▶ _Records provided_

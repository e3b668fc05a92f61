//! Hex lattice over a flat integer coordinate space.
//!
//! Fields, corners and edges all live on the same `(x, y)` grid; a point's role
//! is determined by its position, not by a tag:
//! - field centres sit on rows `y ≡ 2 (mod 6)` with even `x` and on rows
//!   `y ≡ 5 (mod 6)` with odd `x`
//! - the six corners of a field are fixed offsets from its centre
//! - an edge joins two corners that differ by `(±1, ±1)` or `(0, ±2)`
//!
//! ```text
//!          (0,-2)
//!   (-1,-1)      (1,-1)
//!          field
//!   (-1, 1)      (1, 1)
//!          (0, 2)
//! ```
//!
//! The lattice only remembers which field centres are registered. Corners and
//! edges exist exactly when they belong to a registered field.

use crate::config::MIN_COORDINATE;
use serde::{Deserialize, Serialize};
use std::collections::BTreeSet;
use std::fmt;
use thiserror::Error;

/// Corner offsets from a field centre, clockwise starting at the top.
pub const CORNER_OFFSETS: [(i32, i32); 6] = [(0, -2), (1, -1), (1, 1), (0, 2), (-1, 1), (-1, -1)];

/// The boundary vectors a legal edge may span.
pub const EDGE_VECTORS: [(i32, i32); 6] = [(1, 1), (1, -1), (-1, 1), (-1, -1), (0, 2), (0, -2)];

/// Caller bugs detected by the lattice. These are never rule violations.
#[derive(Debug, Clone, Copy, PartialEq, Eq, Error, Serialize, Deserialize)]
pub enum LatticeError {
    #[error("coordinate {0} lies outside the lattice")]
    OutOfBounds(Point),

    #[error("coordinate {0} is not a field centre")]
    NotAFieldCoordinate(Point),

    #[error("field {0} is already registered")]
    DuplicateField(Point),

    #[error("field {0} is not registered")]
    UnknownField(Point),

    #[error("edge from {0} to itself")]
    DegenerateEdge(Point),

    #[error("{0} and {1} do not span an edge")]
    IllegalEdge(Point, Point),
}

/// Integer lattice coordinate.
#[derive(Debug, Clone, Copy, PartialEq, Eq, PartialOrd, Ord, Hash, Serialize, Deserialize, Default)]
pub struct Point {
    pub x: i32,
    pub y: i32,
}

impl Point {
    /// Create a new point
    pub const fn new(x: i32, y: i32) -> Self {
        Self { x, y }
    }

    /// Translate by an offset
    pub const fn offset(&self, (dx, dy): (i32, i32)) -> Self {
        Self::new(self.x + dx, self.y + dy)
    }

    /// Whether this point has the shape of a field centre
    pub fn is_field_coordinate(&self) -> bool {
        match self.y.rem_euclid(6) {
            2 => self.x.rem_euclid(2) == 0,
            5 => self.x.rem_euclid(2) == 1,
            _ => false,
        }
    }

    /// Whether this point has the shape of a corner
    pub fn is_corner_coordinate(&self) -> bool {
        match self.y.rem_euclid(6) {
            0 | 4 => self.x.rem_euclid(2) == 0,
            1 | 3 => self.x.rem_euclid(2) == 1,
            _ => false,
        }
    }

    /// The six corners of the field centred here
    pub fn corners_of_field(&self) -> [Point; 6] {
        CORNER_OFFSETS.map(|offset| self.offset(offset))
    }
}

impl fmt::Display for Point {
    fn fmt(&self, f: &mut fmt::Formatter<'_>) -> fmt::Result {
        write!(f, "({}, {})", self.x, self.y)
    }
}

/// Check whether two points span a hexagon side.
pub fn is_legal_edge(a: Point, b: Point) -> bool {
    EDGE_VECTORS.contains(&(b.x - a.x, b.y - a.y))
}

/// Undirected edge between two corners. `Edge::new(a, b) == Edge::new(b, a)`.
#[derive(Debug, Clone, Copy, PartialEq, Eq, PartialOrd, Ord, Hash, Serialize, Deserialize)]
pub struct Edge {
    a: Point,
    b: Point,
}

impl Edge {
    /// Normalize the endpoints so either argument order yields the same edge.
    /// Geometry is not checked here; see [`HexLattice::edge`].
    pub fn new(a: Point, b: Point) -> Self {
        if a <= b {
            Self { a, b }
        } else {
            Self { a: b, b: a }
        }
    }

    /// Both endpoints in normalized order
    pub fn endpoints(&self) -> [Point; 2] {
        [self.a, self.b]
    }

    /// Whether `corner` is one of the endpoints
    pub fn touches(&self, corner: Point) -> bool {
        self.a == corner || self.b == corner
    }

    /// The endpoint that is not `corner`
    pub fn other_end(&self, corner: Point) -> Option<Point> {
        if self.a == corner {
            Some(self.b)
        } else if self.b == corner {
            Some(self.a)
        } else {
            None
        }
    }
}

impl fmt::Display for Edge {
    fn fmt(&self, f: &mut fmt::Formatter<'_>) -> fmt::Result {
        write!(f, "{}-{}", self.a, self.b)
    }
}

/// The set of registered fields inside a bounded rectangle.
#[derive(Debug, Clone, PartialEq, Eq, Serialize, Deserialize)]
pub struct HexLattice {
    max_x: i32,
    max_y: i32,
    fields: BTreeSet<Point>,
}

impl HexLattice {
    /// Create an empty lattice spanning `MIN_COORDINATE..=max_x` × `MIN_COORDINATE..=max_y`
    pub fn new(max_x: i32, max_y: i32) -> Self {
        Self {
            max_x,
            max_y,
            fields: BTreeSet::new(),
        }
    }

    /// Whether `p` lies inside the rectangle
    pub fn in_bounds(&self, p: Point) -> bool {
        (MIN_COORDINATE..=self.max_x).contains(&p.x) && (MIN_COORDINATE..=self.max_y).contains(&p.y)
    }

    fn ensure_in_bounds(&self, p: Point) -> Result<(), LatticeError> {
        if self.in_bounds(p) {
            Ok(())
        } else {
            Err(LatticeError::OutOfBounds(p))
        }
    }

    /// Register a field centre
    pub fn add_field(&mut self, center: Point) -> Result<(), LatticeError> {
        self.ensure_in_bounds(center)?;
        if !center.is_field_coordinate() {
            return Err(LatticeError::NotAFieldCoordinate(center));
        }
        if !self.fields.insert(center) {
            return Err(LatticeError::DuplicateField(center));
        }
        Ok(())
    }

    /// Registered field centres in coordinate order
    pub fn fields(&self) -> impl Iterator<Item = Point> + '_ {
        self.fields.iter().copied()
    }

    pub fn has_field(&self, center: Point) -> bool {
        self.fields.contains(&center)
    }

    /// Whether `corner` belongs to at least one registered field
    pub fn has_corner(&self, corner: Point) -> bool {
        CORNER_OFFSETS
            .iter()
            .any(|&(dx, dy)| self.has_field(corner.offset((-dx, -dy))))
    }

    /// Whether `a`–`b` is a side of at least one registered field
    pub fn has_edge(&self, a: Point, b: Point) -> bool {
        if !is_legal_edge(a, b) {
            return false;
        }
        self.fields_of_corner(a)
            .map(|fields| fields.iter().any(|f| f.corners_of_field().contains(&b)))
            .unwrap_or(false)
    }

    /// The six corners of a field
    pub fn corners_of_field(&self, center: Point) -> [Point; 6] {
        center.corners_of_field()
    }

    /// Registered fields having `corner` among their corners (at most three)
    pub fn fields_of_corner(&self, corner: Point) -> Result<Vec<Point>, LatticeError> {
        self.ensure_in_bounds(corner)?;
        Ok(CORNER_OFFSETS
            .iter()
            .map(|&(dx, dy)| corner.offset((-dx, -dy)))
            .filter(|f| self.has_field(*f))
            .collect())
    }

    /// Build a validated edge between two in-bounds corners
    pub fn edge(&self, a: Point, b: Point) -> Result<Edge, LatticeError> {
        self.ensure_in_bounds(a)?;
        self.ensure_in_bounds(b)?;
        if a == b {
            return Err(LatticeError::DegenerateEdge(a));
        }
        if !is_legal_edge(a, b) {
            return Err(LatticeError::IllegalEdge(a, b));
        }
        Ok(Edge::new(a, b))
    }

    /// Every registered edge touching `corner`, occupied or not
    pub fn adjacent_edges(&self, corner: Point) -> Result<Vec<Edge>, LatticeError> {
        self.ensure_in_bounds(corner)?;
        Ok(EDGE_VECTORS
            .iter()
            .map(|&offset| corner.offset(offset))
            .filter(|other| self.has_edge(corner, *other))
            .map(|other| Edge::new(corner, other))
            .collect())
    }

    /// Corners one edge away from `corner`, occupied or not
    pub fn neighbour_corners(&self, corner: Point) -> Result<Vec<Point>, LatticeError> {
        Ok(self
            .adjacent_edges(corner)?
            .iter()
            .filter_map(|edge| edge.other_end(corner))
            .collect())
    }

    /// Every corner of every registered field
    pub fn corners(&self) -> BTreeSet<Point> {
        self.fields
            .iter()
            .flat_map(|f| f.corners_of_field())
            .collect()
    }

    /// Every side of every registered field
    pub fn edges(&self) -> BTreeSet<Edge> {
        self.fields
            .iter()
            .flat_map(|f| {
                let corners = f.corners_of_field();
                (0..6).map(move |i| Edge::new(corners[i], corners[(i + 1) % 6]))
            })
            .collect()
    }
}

▶ _Task instructions_
From the entries above, copy each line holding "lies".

▶ _Exercise solution_
    #[error("coordinate {0} lies outside the lattice")]
    /// Whether `p` lies inside the rectangle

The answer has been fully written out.